What is Z̾҉̘̺̘̹͈͕̠͉a̶ͥ̾ͥ͆̐ͫ͑҉̪̯ĺ̴̵̞̘̰̠̗̭͖̜͘ǧ̡̝̙̘̩̝ͥ̍ͫ̆͢o͙̜̼̩̳̘͈͂͌̆͒̉̿̕̕ text? Further explorations of Unicode

Andrew Mc
Andrew Mc
Apr 23 · 5 min read

You may have seen z̎ͬ̂̅̋҉̹̘̬̠̩̲͖aͫ̆͗ͬ͏̷̟̣̗l͕̩̹̥̮͇̈́͞͡g̹͓̾͜͟ỏ̑͒ͦͣ̓̓͗̀͏̭͔͔̱́ text before, originally popularized by eeemo.net. This spooky mysterious text has a simple cause. But before we get into it we have to delve into a part of Unicode that is not often seen.

If you have read my previous article The 𝕆ᗪ⒟𝙞ȶч of Unicode Homoglyphs, you will know that Unicode is massive and a lot of the characters in it are just plain unknown. There are certain ones that are that way because there is no glyph to represent them. These are things like line ends, making text right to left, and various joiners and spaces. If you just want to the answer scroll down until you see the title, if not prepare to learn more about the invisible part of Unicode.

These are not new. The first 31 ASCII character code are all different control characters.

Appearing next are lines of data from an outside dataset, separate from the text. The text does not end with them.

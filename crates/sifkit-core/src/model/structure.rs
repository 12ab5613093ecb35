//! Lazily filled sparsity patterns.
//!
//! Structures depend only on the problem, not on the evaluation point, so
//! each one is queried from the evaluator at most once and then served from
//! its buffer until [`CutestModel::invalidate_structures`] is called.

use serde::Serialize;
use sifkit_evaluator::Evaluator;

use crate::model::error::ModelError;
use crate::model::metadata::ModelMeta;
use crate::model::{CutestModel, evaluation_error};

/// Coordinate list of a sparse matrix pattern.
#[derive(Debug, Clone, PartialEq, Eq, Default, Serialize)]
pub struct Coordinates {
    pub rows: Vec<usize>,
    pub cols: Vec<usize>,
}

impl Coordinates {
    fn with_len(len: usize) -> Self {
        Self {
            rows: vec![0; len],
            cols: vec![0; len],
        }
    }

    pub fn len(&self) -> usize {
        self.rows.len()
    }

    pub fn is_empty(&self) -> bool {
        self.rows.is_empty()
    }
}

/// Constant Jacobian block of the linear constraints.
///
/// Row `k` refers to constraint `meta.lin[k]`. For every linear
/// constraint `A x - rhs` equals its value at `x`.
#[derive(Debug, Clone, PartialEq, Default, Serialize)]
pub struct LinearConstraints {
    pub rows: Vec<usize>,
    pub cols: Vec<usize>,
    pub vals: Vec<f64>,
    pub rhs: Vec<f64>,
}

impl LinearConstraints {
    pub fn nnz(&self) -> usize {
        self.vals.len()
    }

    /// Accumulate `A x` into `out` (length `nlin`).
    pub fn product(&self, x: &[f64], out: &mut [f64]) {
        out.iter_mut().for_each(|value| *value = 0.0);
        for ((&row, &col), &val) in self.rows.iter().zip(&self.cols).zip(&self.vals) {
            if let (Some(slot), Some(xj)) = (out.get_mut(row), x.get(col)) {
                *slot += val * xj;
            }
        }
    }
}

#[derive(Debug, Clone, Default)]
struct Slot<T> {
    buffer: T,
    reliable: bool,
}

impl<T> Slot<T> {
    fn get_or_fill<F>(&mut self, fill: F) -> Result<&T, ModelError>
    where
        F: FnOnce(&mut T) -> Result<(), ModelError>,
    {
        if !self.reliable {
            fill(&mut self.buffer)?;
            self.reliable = true;
        }
        Ok(&self.buffer)
    }
}

/// The three structure buffers of a model with their reliable flags.
#[derive(Debug, Clone, Default)]
pub(crate) struct StructureCache {
    hessian: Slot<Coordinates>,
    jacobian: Slot<Coordinates>,
    linear: Slot<LinearConstraints>,
}

impl StructureCache {
    pub(crate) fn new(meta: &ModelMeta) -> Self {
        Self {
            hessian: Slot {
                buffer: Coordinates::with_len(meta.nnzh),
                reliable: false,
            },
            jacobian: Slot {
                buffer: Coordinates::with_len(meta.nnzj),
                reliable: false,
            },
            linear: Slot::default(),
        }
    }

    pub(crate) fn invalidate(&mut self) {
        self.hessian.reliable = false;
        self.jacobian.reliable = false;
        self.linear.reliable = false;
    }
}

impl<E: Evaluator> CutestModel<E> {
    /// Hessian sparsity pattern (one triangle), `nnzh` entries.
    pub fn hess_structure(&mut self) -> Result<&Coordinates, ModelError> {
        self.ensure_active()?;
        let kind = self.meta.kind();
        let nnzh = self.meta.nnzh;
        let problem = self.meta.name.as_str();
        let evaluator = &mut self.evaluator;
        self.structures.hessian.get_or_fill(|coords| {
            coords.rows.resize(nnzh, 0);
            coords.cols.resize(nnzh, 0);
            let written = evaluator
                .hessian_structure(kind, &mut coords.rows, &mut coords.cols)
                .map_err(|err| evaluation_error(problem, "hess_structure", err))?;
            coords.rows.truncate(written);
            coords.cols.truncate(written);
            tracing::debug!(
                component = "structure",
                operation = "hess_structure",
                status = "success",
                problem,
                nnz = written,
                "Filled Hessian structure"
            );
            Ok(())
        })
    }

    /// Constraint Jacobian sparsity pattern, `nnzj` entries.
    ///
    /// Empty for unconstrained problems, without a native query.
    pub fn jac_structure(&mut self) -> Result<&Coordinates, ModelError> {
        self.ensure_active()?;
        let constrained = self.meta.kind().is_constrained();
        let nnzj = self.meta.nnzj;
        let problem = self.meta.name.as_str();
        let evaluator = &mut self.evaluator;
        self.structures.jacobian.get_or_fill(|coords| {
            coords.rows.resize(nnzj, 0);
            coords.cols.resize(nnzj, 0);
            let written = if constrained {
                evaluator
                    .jacobian_structure(&mut coords.rows, &mut coords.cols)
                    .map_err(|err| evaluation_error(problem, "jac_structure", err))?
            } else {
                0
            };
            coords.rows.truncate(written);
            coords.cols.truncate(written);
            tracing::debug!(
                component = "structure",
                operation = "jac_structure",
                status = "success",
                problem,
                nnz = written,
                "Filled Jacobian structure"
            );
            Ok(())
        })
    }

    /// Coordinate triple and right-hand side of the linear constraints.
    ///
    /// Filled by one constraint and Jacobian evaluation at the origin.
    pub fn linear_structure(&mut self) -> Result<&LinearConstraints, ModelError> {
        self.ensure_active()?;
        let meta = &self.meta;
        let evaluator = &mut self.evaluator;
        self.structures.linear.get_or_fill(|linear| {
            *linear = LinearConstraints {
                rows: Vec::with_capacity(meta.lin_nnzj),
                cols: Vec::with_capacity(meta.lin_nnzj),
                vals: Vec::with_capacity(meta.lin_nnzj),
                rhs: vec![0.0; meta.nlin],
            };
            if meta.nlin == 0 {
                return Ok(());
            }

            let x = vec![0.0; meta.nvar];
            let mut c = vec![0.0; meta.ncon];
            let mut vals = vec![0.0; meta.nnzj];
            let mut rows = vec![0; meta.nnzj];
            let mut cols = vec![0; meta.nnzj];
            let written = evaluator
                .sparse_jacobian(&x, &mut c, &mut vals, &mut rows, &mut cols)
                .map_err(|err| evaluation_error(&meta.name, "linear_structure", err))?;

            let mut position = vec![None; meta.ncon];
            for (k, &index) in meta.lin.iter().enumerate() {
                position[index] = Some(k);
                linear.rhs[k] = -c[index];
            }
            for entry in 0..written.min(vals.len()) {
                if let Some(&Some(k)) = position.get(rows[entry]) {
                    linear.rows.push(k);
                    linear.cols.push(cols[entry]);
                    linear.vals.push(vals[entry]);
                }
            }
            tracing::debug!(
                component = "structure",
                operation = "linear_structure",
                status = "success",
                problem = meta.name.as_str(),
                nlin = meta.nlin,
                nnz = linear.vals.len(),
                capacity = meta.lin_nnzj,
                "Filled linear constraint structure"
            );
            Ok(())
        })
    }

    pub fn is_hess_structure_reliable(&self) -> bool {
        self.structures.hessian.reliable
    }

    pub fn is_jac_structure_reliable(&self) -> bool {
        self.structures.jacobian.reliable
    }

    pub fn is_linear_structure_reliable(&self) -> bool {
        self.structures.linear.reliable
    }

    /// Mark every structure stale so the next request queries again.
    pub fn invalidate_structures(&mut self) {
        self.structures.invalidate();
    }
}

Some are still used, like NUL (ASCII 0, U+0000) which is used to terminate strings in C. Some less so like BEL (ASCII 7) which while working in terminals, is not something an average user is likely to run into. Unicode inherited these control characters to maintain full compatibility with ASCII.

Some other interesting control characters are the directional text known as the LEFT-TO-RIGHT( U+200E) and RIGHT-TO-LEFT( U+200F) characters. There are few different ones but the basic gist is that they will allow you to use Hebrew or other Right to Left texts in the middle of English. There’s also an explicit Arabic one ( U+061C). My attempts to display an example here were limited in success so I instead link you to a Wikipedia example.

Perhaps the most interesting to your actual usage however would be the Zero-width joiner. You may have used this without realizing it. What it was intended to do was allow two letter to combine if a script needed it. It was more recently used as a way of combing emojis. For example if we have the woman emoji 👩, the medium skin tone 🏽, and the 🚀it just takes a few zero width joiners to make 👩‍🏽🚀. A full list of these combinations is available on emojipedia. Interestedly this is not how flags work[1].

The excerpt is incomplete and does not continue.